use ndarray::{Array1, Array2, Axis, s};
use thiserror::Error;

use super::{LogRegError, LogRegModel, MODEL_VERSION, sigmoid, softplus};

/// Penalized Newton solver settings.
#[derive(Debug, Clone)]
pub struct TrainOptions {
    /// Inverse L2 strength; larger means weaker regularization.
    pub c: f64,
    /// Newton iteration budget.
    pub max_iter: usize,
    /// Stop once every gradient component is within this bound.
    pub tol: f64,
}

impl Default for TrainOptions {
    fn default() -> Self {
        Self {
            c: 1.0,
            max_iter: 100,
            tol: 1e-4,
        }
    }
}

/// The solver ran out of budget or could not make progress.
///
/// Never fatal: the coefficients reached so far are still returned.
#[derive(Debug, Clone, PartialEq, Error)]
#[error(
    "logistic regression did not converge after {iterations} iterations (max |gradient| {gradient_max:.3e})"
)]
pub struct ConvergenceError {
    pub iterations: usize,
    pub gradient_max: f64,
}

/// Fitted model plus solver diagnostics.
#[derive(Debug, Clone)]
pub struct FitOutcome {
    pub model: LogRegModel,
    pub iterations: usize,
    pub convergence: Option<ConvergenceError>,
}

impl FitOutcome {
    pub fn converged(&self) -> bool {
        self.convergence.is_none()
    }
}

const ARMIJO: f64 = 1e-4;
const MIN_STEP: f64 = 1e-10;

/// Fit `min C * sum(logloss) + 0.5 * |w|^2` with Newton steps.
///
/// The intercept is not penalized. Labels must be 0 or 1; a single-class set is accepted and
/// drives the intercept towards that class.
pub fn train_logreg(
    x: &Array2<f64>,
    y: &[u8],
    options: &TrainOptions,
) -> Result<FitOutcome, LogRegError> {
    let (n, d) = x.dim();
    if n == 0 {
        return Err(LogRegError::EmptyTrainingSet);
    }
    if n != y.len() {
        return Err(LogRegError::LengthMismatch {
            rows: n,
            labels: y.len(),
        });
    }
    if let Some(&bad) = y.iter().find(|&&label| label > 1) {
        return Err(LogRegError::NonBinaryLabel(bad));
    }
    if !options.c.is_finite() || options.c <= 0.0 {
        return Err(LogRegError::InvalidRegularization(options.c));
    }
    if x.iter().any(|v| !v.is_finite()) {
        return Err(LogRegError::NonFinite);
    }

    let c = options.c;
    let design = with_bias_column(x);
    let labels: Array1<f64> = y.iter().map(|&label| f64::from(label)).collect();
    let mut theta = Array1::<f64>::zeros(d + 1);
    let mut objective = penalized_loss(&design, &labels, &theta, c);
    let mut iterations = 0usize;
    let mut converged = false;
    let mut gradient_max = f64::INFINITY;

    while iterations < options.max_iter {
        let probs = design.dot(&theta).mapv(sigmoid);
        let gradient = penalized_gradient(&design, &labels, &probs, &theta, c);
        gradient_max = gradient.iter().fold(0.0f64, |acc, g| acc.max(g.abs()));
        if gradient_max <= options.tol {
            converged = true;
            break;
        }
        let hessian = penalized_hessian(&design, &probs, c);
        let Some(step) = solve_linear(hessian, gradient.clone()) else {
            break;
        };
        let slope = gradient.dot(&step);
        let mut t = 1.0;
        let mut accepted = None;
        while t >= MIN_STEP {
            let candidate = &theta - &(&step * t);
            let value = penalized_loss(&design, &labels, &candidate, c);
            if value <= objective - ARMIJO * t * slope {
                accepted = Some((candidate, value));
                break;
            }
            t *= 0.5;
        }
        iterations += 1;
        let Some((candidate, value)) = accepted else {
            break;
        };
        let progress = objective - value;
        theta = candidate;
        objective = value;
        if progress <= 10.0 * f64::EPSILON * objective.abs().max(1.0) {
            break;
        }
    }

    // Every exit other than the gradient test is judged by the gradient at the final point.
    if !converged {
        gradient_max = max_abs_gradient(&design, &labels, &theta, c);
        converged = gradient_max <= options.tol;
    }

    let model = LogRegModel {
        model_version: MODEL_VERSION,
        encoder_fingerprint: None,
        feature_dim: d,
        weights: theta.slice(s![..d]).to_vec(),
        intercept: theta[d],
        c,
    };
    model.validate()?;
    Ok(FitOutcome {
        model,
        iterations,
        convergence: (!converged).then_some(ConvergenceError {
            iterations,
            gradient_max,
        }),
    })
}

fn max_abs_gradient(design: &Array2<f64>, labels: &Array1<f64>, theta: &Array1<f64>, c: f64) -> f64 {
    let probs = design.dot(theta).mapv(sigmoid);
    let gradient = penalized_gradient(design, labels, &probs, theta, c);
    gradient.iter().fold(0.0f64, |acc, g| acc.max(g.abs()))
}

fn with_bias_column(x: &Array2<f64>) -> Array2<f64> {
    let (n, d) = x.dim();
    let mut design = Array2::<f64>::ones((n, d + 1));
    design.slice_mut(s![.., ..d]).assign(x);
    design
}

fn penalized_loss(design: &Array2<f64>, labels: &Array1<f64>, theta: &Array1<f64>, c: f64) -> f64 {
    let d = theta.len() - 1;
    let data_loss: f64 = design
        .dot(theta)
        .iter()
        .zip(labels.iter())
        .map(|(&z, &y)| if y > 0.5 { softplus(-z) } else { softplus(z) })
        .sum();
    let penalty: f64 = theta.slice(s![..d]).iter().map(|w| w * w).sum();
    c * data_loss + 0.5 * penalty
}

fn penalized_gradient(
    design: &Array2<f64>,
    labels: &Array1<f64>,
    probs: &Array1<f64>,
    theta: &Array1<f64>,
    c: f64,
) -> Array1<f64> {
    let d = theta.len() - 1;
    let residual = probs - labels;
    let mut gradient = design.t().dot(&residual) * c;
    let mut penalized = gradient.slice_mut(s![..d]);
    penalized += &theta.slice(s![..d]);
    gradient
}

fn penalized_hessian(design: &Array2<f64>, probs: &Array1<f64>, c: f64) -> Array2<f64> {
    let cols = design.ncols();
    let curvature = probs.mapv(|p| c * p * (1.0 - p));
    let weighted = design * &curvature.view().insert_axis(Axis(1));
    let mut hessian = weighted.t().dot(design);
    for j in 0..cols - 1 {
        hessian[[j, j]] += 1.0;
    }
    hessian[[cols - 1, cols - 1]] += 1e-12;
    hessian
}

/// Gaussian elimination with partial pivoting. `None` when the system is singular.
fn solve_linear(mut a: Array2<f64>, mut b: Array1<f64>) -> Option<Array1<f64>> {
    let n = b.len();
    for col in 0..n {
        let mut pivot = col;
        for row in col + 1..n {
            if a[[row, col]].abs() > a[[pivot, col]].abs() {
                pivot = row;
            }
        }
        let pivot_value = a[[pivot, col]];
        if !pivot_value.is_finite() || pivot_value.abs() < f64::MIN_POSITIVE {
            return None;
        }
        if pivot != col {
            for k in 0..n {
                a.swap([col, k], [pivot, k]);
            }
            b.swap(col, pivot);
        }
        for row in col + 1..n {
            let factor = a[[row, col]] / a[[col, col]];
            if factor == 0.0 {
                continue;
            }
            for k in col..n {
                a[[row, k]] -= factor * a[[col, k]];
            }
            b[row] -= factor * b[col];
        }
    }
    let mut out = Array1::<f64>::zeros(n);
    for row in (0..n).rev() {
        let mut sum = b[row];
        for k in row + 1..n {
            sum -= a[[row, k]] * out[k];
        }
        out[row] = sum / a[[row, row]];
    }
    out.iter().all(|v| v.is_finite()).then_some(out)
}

++++++++++++++++++++

= Directions for this task =
Please copy out each line of the material that holds the string "objective".

= Response below =
    let mut objective = penalized_loss(&design, &labels, &theta, c);
            if value <= objective - ARMIJO * t * slope {
        let progress = objective - value;
        objective = value;
        if progress <= 10.0 * f64::EPSILON * objective.abs().max(1.0) {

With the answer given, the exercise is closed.